將製備好的單細胞懸浮液，按照一定的細胞密度，接種於適當厚度的薄層固體培養基上進行培養的方法，稱為平板培養。

等量的單細胞培養液與等量熔化(30～50℃)的瓊脂培養基(0．6%～1%)混合，迅速鋪板於培養皿中，瓊脂冷卻凝固後，細胞分布均勻地被固定在薄層(厚度大約1mm)培養基中。培養皿用石蠟膜封閉，在25℃黑暗或漫射光照射下培養。培養皿可以在倒置顯微鏡下觀察，用優質記號筆在培養皿外側標記單細胞的位置，以便 跟蹤觀察這些細胞的生長和再生，確保篩選出純的單細胞無性系。
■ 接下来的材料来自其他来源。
//! xrd-client: Multiplexed session client for XRootD-style storage servers
//!
//! A [`Session`] owns one TCP connection to a server and carries any number
//! of concurrent requests over it, each identified by a stream id. Bulk
//! data may travel on pooled data-path sub-sessions. The reader task
//! implements the server-directed control flow: partial responses,
//! errors, redirections, waits and asynchronous notifications.
//!
//! ```no_run
//! use xrd_client::{Outcome, Role, Session};
//! use xrd_core::{ClientConfig, Credentials};
//! use xrd_protocol::request::Ping;
//!
//! # async fn demo() -> Result<(), xrd_core::SessionError> {
//! let config = ClientConfig::default();
//! let creds = Credentials::new(config.username.clone());
//! let session = Session::open("root://eos.example.org", &creds, &config, Role::Initial).await?;
//! if let Outcome::Redirect(to) = session.send(Ping).await? {
//!     println!("ping redirected to {}", to);
//! }
//! session.close().await?;
//! # Ok(())
//! # }
//! ```

pub mod mux;
pub mod session;

pub use mux::{Delivery, Mux, MuxError};
pub use session::{Outcome, Role, ServerInfo, Session};
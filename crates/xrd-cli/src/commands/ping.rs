//! `xrdmux ping`

use std::time::{Duration, Instant};

use anyhow::Result;
use futures::future::join_all;

use xrd_client::{Outcome, Session};
use xrd_core::ClientConfig;
use xrd_protocol::request::Ping;

use super::open_session;
use crate::output::{format_pings, print_success, print_warning};

/// Result of one ping
#[derive(Debug, Clone)]
pub struct PingResult {
    pub ok: bool,
    pub outcome: String,
    pub elapsed: Duration,
}

/// Send `count` pings concurrently over one session
pub async fn run_pings(session: &Session, count: usize) -> Vec<PingResult> {
    let pings = (0..count).map(|_| async {
        let started = Instant::now();
        let (ok, outcome) = match session.send(Ping).await {
            Ok(Outcome::Response(())) => (true, "ok".to_string()),
            Ok(Outcome::Redirect(to)) => (false, format!("redirected to {}", to)),
            Err(e) => (false, format!("error: {}", e)),
        };
        PingResult {
            ok,
            outcome,
            elapsed: started.elapsed(),
        }
    });
    join_all(pings).await
}

pub async fn ping_command(addr: &str, config: &ClientConfig, count: usize) -> Result<()> {
    let session = open_session(addr, config).await?;
    let results = run_pings(&session, count).await;
    println!("{}", format_pings(&results));

    if let Err(e) = session.close().await {
        print_warning(&format!("Close failed: {}", e));
    }

    let failed = results.iter().filter(|r| !r.ok).count();
    if failed > 0 {
        anyhow::bail!("{} of {} pings failed", failed, results.len());
    }
    print_success(&format!("{} pings to {} answered", results.len(), session.addr()));
    Ok(())
}
//! xrd-protocol: Wire vocabulary for the xrdmux session
//!
//! This crate defines the binary framing used between an xrdmux client
//! session and an XRootD-style storage server: identifiers, request and
//! response headers, the response status set, the framed response codec,
//! the handful of request/response types the session needs to establish
//! itself, and the request-signing policy.

pub mod codec;
pub mod error;
pub mod frame;
pub mod handshake;
pub mod ids;
pub mod request;
pub mod response;
pub mod signing;

pub use codec::{RequestCodec, RequestFrame, ResponseCodec, ResponseFrame};
pub use error::ProtocolError;
pub use frame::{
    RequestHeader, ResponseHeader, ResponseStatus, MAX_PAYLOAD_SIZE, REQUEST_HEADER_SIZE,
    REQUEST_PARAMS_SIZE, RESPONSE_HEADER_SIZE,
};
pub use handshake::{HandshakeReply, ServerType, HANDSHAKE_SIZE};
pub use ids::{LoginId, PathId, StreamId};
pub use request::{encode_request, EncodedRequest, Request, RequestId, RequestKind};
pub use response::{AttnAction, AttnResponse, Redirection, Response, ServerError, WaitResponse};
pub use signing::{SecurityLevel, SecurityOverride, SigningLevel, SigningRequirements};
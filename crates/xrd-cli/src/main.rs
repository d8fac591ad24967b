//! xrdmux CLI
//!
//! - `probe`: log in and show what the server negotiated
//! - `ping`: send concurrent pings over one session
//! - `config`: inspect or create the configuration file

use std::path::{Path, PathBuf};
use std::time::Duration;

use anyhow::Result;
use clap::{Parser, Subcommand};
use tracing_subscriber::{layer::SubscriberExt, util::SubscriberInitExt};

use xrd_cli::commands;
use xrd_core::ClientConfig;

#[derive(Parser)]
#[command(name = "xrdmux")]
#[command(author, version, about = "Multiplexed client for XRootD-style storage servers")]
#[command(propagate_version = true)]
struct Cli {
    /// Path to configuration file
    #[arg(short, long, global = true)]
    config: Option<PathBuf>,

    /// User name to log in as (overrides config)
    #[arg(short, long, global = true, env = "XRDMUX_USER")]
    user: Option<String>,

    /// Connect and login timeout in seconds (overrides config)
    #[arg(short, long, global = true)]
    timeout: Option<u64>,

    /// Enable verbose output
    #[arg(short, long, global = true, action = clap::ArgAction::Count)]
    verbose: u8,

    /// Suppress all output except errors
    #[arg(short, long, global = true)]
    quiet: bool,

    #[command(subcommand)]
    command: Commands,
}

#[derive(Subcommand)]
enum Commands {
    /// Log in to a server and show the negotiated session parameters
    Probe {
        /// Server address (host, host:port or root://host)
        addr: String,
    },

    /// Send pings to a server over one multiplexed session
    Ping {
        /// Server address (host, host:port or root://host)
        addr: String,
        /// Number of concurrent pings
        #[arg(short = 'n', long, default_value_t = 1)]
        count: usize,
    },

    /// Manage configuration
    Config {
        #[command(subcommand)]
        action: ConfigAction,
    },
}

#[derive(Subcommand)]
enum ConfigAction {
    /// Show the effective configuration
    Show,
    /// Show the config file path
    Path,
    /// Write a default config file
    Init {
        /// Overwrite an existing file
        #[arg(short, long)]
        force: bool,
    },
}

#[tokio::main]
async fn main() -> Result<()> {
    let cli = Cli::parse();

    let log_level = match (cli.quiet, cli.verbose) {
        (true, _) => "error",
        (false, 0) => "warn",
        (false, 1) => "info",
        (false, 2) => "debug",
        (false, _) => "trace",
    };

    tracing_subscriber::registry()
        .with(tracing_subscriber::EnvFilter::new(
            std::env::var("RUST_LOG").unwrap_or_else(|_| log_level.into()),
        ))
        .with(tracing_subscriber::fmt::layer().with_target(false))
        .init();

    let config_path = cli.config.as_deref();

    match cli.command {
        Commands::Config { action } => match action {
            ConfigAction::Show => commands::config_show(config_path),
            ConfigAction::Path => {
                commands::config_path(config_path);
                Ok(())
            }
            ConfigAction::Init { force } => commands::config_init(config_path, force),
        },
        Commands::Probe { addr } => {
            let config = client_config(config_path, cli.user, cli.timeout)?;
            commands::probe_command(&addr, &config).await
        }
        Commands::Ping { addr, count } => {
            let config = client_config(config_path, cli.user, cli.timeout)?;
            commands::ping_command(&addr, &config, count).await
        }
    }
}

/// Configuration file plus command-line overrides
fn client_config(
    path: Option<&Path>,
    user: Option<String>,
    timeout: Option<u64>,
) -> Result<ClientConfig> {
    let mut config = commands::load_client_config(path)?;
    if let Some(user) = user {
        config.username = user;
    }
    if let Some(secs) = timeout {
        config.connect_timeout = Duration::from_secs(secs);
    }
    Ok(config)
}
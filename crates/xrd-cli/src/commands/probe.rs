//! `xrdmux probe`: log in and report what the server negotiated

use anyhow::Result;

use xrd_client::Session;
use xrd_core::ClientConfig;
use xrd_protocol::{RequestId, RequestKind, ServerType};

use super::open_session;
use crate::output::{format_probe, print_warning};

/// Requests this client can issue, as the signing policy sees them
const REQUESTS: &[(&str, RequestKind)] = &[
    (
        "ping",
        RequestKind {
            id: RequestId::PING,
            modifies: false,
        },
    ),
    (
        "read",
        RequestKind {
            id: RequestId::READ,
            modifies: false,
        },
    ),
    (
        "write",
        RequestKind {
            id: RequestId::WRITE,
            modifies: true,
        },
    ),
];

/// What a freshly opened session knows about its server
#[derive(Debug, Clone)]
pub struct ProbeReport {
    pub addr: String,
    pub server_type: String,
    pub login_id: String,
    pub protocol_version: i32,
    pub flags: u32,
    pub security_level: String,
    /// Names of the requests that must be signed
    pub signed: Vec<String>,
}

impl ProbeReport {
    pub fn from_session(session: &Session) -> Self {
        let server_type = match session.server_type() {
            ServerType::LoadBalancer => "load balancer",
            ServerType::DataServer => "data server",
        };
        let (protocol_version, flags, security_level) = match session.server_info() {
            Some(info) => (
                info.protocol_version,
                info.flags,
                format!("{:?}", info.security_level),
            ),
            None => (0, 0, "unknown".to_string()),
        };
        let signed = session
            .signing_requirements()
            .map(|reqs| {
                REQUESTS
                    .iter()
                    .filter(|(_, kind)| reqs.needed(*kind))
                    .map(|(name, _)| name.to_string())
                    .collect()
            })
            .unwrap_or_default();

        Self {
            addr: session.addr().to_string(),
            server_type: server_type.to_string(),
            login_id: session
                .login_id()
                .map(|id| id.to_string())
                .unwrap_or_else(|| "-".to_string()),
            protocol_version,
            flags,
            security_level,
            signed,
        }
    }
}

pub async fn probe_command(addr: &str, config: &ClientConfig) -> Result<()> {
    let session = open_session(addr, config).await?;
    let report = ProbeReport::from_session(&session);
    println!("{}", format_probe(&report));

    if let Err(e) = session.close().await {
        print_warning(&format!("Close failed: {}", e));
    }
    Ok(())
}
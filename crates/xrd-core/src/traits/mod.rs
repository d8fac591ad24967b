//! Core trait definitions

mod auth;

pub use auth::{select_provider, AuthProvider, UnixAuth};
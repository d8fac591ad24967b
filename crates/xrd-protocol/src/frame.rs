//! Request and response header encoding/decoding
//!
//! Response header (8 bytes, big-endian):
//! - stream_id: 2 bytes
//! - status: 2 bytes (u16)
//! - payload_length: 4 bytes (i32)
//!
//! Request header (24 bytes, big-endian):
//! - stream_id: 2 bytes
//! - request_id: 2 bytes (u16)
//! - params: 16 bytes, layout owned by the request type
//! - payload_length: 4 bytes (i32)

use bytes::{Buf, BufMut, BytesMut};

use crate::error::ProtocolError;
use crate::ids::StreamId;
use crate::request::RequestId;

/// Size of the response header in bytes
pub const RESPONSE_HEADER_SIZE: usize = 8;

/// Size of the request header in bytes
pub const REQUEST_HEADER_SIZE: usize = 24;

/// Size of the per-request parameter block inside the request header
pub const REQUEST_PARAMS_SIZE: usize = 16;

/// Maximum payload size accepted in either direction (256MB)
pub const MAX_PAYLOAD_SIZE: usize = 0x1000_0000;

/// Status carried by every response frame
#[derive(Debug, Clone, Copy, PartialEq, Eq, Hash)]
#[repr(u16)]
pub enum ResponseStatus {
    /// Final (or only) part of the response
    Ok = 0,
    /// Partial response, more frames follow on the same stream
    OkSoFar = 4000,
    /// Asynchronous notification
    Attn = 4001,
    /// Request failed; payload carries code and message
    Error = 4003,
    /// Reissue the request against another server
    Redirect = 4004,
    /// Reissue the same request after a delay
    Wait = 4005,
    /// Response will arrive later; retry once after a delay
    WaitResp = 4006,
}

impl ResponseStatus {
    /// Convert to u16
    pub fn as_u16(&self) -> u16 {
        *self as u16
    }

    /// Convert from u16
    pub fn from_u16(value: u16) -> Option<Self> {
        match value {
            0 => Some(Self::Ok),
            4000 => Some(Self::OkSoFar),
            4001 => Some(Self::Attn),
            4003 => Some(Self::Error),
            4004 => Some(Self::Redirect),
            4005 => Some(Self::Wait),
            4006 => Some(Self::WaitResp),
            _ => None,
        }
    }
}

fn checked_length(raw: i32) -> Result<u32, ProtocolError> {
    if raw < 0 {
        return Err(ProtocolError::InvalidLength(raw));
    }
    let len = raw as usize;
    if len > MAX_PAYLOAD_SIZE {
        return Err(ProtocolError::PayloadTooLarge {
            size: len,
            max: MAX_PAYLOAD_SIZE,
        });
    }
    Ok(raw as u32)
}

/// Header preceding every response payload
#[derive(Debug, Clone, Copy, PartialEq, Eq)]
pub struct ResponseHeader {
    /// Stream the response belongs to
    pub stream_id: StreamId,
    /// Status of this frame
    pub status: ResponseStatus,
    /// Length of the payload in bytes
    pub payload_length: u32,
}

impl ResponseHeader {
    /// Create a new response header
    pub fn new(stream_id: StreamId, status: ResponseStatus, payload_length: u32) -> Self {
        Self {
            stream_id,
            status,
            payload_length,
        }
    }

    /// Encode the header into a byte buffer
    pub fn encode(&self, dst: &mut BytesMut) {
        dst.reserve(RESPONSE_HEADER_SIZE);
        dst.put_slice(&self.stream_id.0);
        dst.put_u16(self.status.as_u16());
        dst.put_i32(self.payload_length as i32);
    }

    /// Decode a header from a byte buffer
    ///
    /// Returns None if there aren't enough bytes in the buffer.
    /// Returns Err if the status is unknown or the length is unusable;
    /// nothing is consumed in that case.
    pub fn decode(src: &mut BytesMut) -> Result<Option<Self>, ProtocolError> {
        if src.len() < RESPONSE_HEADER_SIZE {
            return Ok(None);
        }

        // Validate before consuming
        let code = u16::from_be_bytes([src[2], src[3]]);
        let status = ResponseStatus::from_u16(code).ok_or(ProtocolError::UnknownStatus(code))?;
        let raw_len = i32::from_be_bytes([src[4], src[5], src[6], src[7]]);
        let payload_length = checked_length(raw_len)?;

        let stream_id = StreamId([src.get_u8(), src.get_u8()]);
        src.advance(6);

        Ok(Some(Self {
            stream_id,
            status,
            payload_length,
        }))
    }
}

/// Header preceding every request body
#[derive(Debug, Clone, Copy, PartialEq, Eq)]
pub struct RequestHeader {
    /// Stream the request is sent on
    pub stream_id: StreamId,
    /// Kind of request
    pub request_id: RequestId,
    /// Request-specific parameter block
    pub params: [u8; REQUEST_PARAMS_SIZE],
    /// Length of the body in bytes
    pub payload_length: u32,
}

impl RequestHeader {
    /// Encode the header into a byte buffer
    pub fn encode(&self, dst: &mut BytesMut) {
        dst.reserve(REQUEST_HEADER_SIZE);
        dst.put_slice(&self.stream_id.0);
        dst.put_u16(self.request_id.0);
        dst.put_slice(&self.params);
        dst.put_i32(self.payload_length as i32);
    }

    /// Decode a header from a byte buffer
    ///
    /// Returns None if there aren't enough bytes in the buffer.
    pub fn decode(src: &mut BytesMut) -> Result<Option<Self>, ProtocolError> {
        if src.len() < REQUEST_HEADER_SIZE {
            return Ok(None);
        }

        let raw_len = i32::from_be_bytes([src[20], src[21], src[22], src[23]]);
        let payload_length = checked_length(raw_len)?;

        let stream_id = StreamId([src.get_u8(), src.get_u8()]);
        let request_id = RequestId(src.get_u16());
        let mut params = [0u8; REQUEST_PARAMS_SIZE];
        src.copy_to_slice(&mut params);
        let _ = src.get_i32(); // length already validated

        Ok(Some(Self {
            stream_id,
            request_id,
            params,
            payload_length,
        }))
    }
}
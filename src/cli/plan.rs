// SPDX-License-Identifier: MIT OR Apache-2.0
// Copyright (c) 2025 medflow contributors

//! Plan command - show what each backend would run

use colored::Colorize;
use miette::{IntoDiagnostic, Result};
use std::path::PathBuf;

use super::{current_dir, load_config, OperationCommand, OutputFormat};
use crate::engine::Engine;
use crate::pipeline::Pipeline;
use crate::sinks::Collaborators;

/// Run the plan command
pub async fn run(
    command: OperationCommand,
    config: Option<PathBuf>,
    format: OutputFormat,
    verbose: bool,
) -> Result<()> {
    let cwd = current_dir()?;
    let operation = command.into_operation(&cwd);
    let engine = Engine::new(
        load_config(config.as_deref(), &cwd)?,
        Collaborators::silent(),
    );
    let (container, local) = engine.plan(&operation);

    match format {
        OutputFormat::Text => {
            println!("{}: {}", "Operation".bold(), operation.name());
            print_pipeline(&container, verbose);
            match local {
                Some(ref local) => print_pipeline(local, verbose),
                None => {
                    println!();
                    println!("{}", "local (no local distribution)".dimmed());
                }
            }
        }
        OutputFormat::Json => {
            let mut tiers = vec![pipeline_json(&container)];
            if let Some(ref local) = local {
                tiers.push(pipeline_json(local));
            }
            let doc = serde_json::json!({
                "operation": operation.name(),
                "toolkit": operation.toolkit(),
                "tiers": tiers,
            });
            println!("{}", serde_json::to_string_pretty(&doc).into_diagnostic()?);
        }
    }

    Ok(())
}

fn print_pipeline(pipeline: &Pipeline, verbose: bool) {
    println!();
    println!("{}:", pipeline.backend.cyan().bold());
    for (i, stage) in pipeline.stages.iter().enumerate() {
        println!("  {}. {}", i + 1, stage.invocation());
        if verbose {
            println!(
                "     {} {}",
                "→".dimmed(),
                stage.expected_output.display().to_string().dimmed()
            );
            for (key, value) in &stage.env {
                println!("     {} {}={}", "env".dimmed(), key, value);
            }
        }
    }
    println!(
        "  {}: {}",
        "Output".bold(),
        pipeline.final_output.display()
    );
}

fn pipeline_json(pipeline: &Pipeline) -> serde_json::Value {
    let stages: Vec<serde_json::Value> = pipeline
        .stages
        .iter()
        .map(|stage| {
            serde_json::json!({
                "tool": stage.tool,
                "command": stage.invocation().to_string(),
                "output": stage.expected_output,
            })
        })
        .collect();
    serde_json::json!({
        "backend": pipeline.backend,
        "stages": stages,
        "final_output": pipeline.final_output,
        "validation": pipeline.validation,
    })
}
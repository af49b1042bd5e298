// SPDX-License-Identifier: MIT OR Apache-2.0
// Copyright (c) 2025 medflow contributors

//! GPU reconstruction command line

use serde::{Deserialize, Serialize};

/// Mask image the reconstruction always reads
pub const MASK: &str = "Mask.nii.gz";
/// Remote executable
pub const RECONSTRUCTION_BINARY: &str = "reconstruction_GPU2";
/// Folder under the remote root that holds the uploaded images
pub const TRANSFER_DIR: &str = "Transfer";

/// Parameters of one reconstruction run
#[derive(Debug, Clone, Serialize, Deserialize)]
pub struct ReconstructionRequest {
    /// Uploaded image names, in any order
    pub images: Vec<String>,
    /// Image the others are reconstructed onto
    pub target: String,
    pub resolution: f64,
    pub delta: f64,
    /// Package count, repeated once per image
    pub package: i32,
    /// Output name, written next to the transfer folder
    pub output: String,
}

impl ReconstructionRequest {
    /// Image order for the command: target first, mask left out
    pub fn ordered_images(&self) -> Vec<String> {
        let mut images: Vec<String> = self
            .images
            .iter()
            .filter(|img| img.as_str() != MASK && **img != self.target)
            .cloned()
            .collect();
        images.insert(0, self.target.clone());
        images
    }

    /// Arguments following `user@host` on the ssh command line
    pub fn remote_args(&self, remote_root: &str) -> Vec<String> {
        let images = self.ordered_images();
        let packages = vec![self.package.to_string(); images.len()].join(" ");

        let mut args = vec![
            format!("cd {}/{};", remote_root, TRANSFER_DIR),
            RECONSTRUCTION_BINARY.to_string(),
            "-o".into(),
            format!("../{}", self.output),
            "-i".into(),
        ];
        args.extend(images);
        args.extend([
            "-m".to_string(),
            MASK.to_string(),
            "-d".into(),
            "0".into(),
            "--resolution".into(),
            self.resolution.to_string(),
            "--delta".into(),
            self.delta.to_string(),
            "--packages".into(),
            packages,
        ]);
        args
    }
}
有些植物細胞，一旦分離出來，不僅不能分裂、增殖，還可能死亡。看護培養法是用一塊愈傷組織來哺育單細胞，使其正常分裂和增殖的培養方法。用微量移液管或小勺，將來自懸浮培養物或愈傷組織的單細胞轉移到漂浮的定量濾紙上，濾紙下是旺盛生長的愈傷組織。幾天之後，在愈傷組織看護影響下，在一般培養基中沉寂的細胞開始分裂生長。

用液體培養基對保持良好的分散狀態的單個細胞或小的細胞聚集體於搖床上進行培養的方法，稱為細胞懸浮培養法(cell suspension culture)。依據培養目的不同，可分為淺層培養和深層培養。淺層培養是指使培養材料的一部分裸露於液體培養基表面，採用靜止培養的方式，適用於各種器官和組織的培養。深層培養是將培養材料沒人液體培養基中，同時採用振盪(或旋轉)培養的方式，適用於愈傷組織、單細胞的增殖培養和胚狀體的培養。其特點為：①能大量提供均勻的植物細胞，即同步分裂的細胞；②細胞增殖速度快，適用於大規模工廠化生產；③需要特殊的設備，如連續培養裝置、倒置式顯微鏡等，成本較高。

人工製造一個小室，將單細胞培養在小室中的少量培養基上，使其分裂、增殖形成細胞團的方法，稱為微室培養法，亦稱為雙層蓋玻片法。其操作是將攜帶1個細胞的1滴培養基置於無菌載玻片上，並用無菌礦物油包圍培養基液滴。再分別在培養基液滴的兩側滴1滴礦物油，在每一礦物油滴上放一張蓋玻片。然後，把第三張蓋玻片放在培養基液滴上，並與其他2張蓋玻片相連，在礦物油內形成包含單細胞的無菌微室，礦物油阻止微室中的水分散失，但允許氣體交換。將微室載玻片置於培養皿中培養，一旦肉眼可見到細胞團，立即揭開蓋玻片，轉移到新鮮液體培養基或半固體培養基上繼代培養。微室培養法的特點是：①能夠在顯微鏡下追蹤觀察單細胞分裂增殖形成細胞團的全過程；②培養基少，營養和水分難以保持，pH值變動幅度大，培養細胞僅能短期分裂。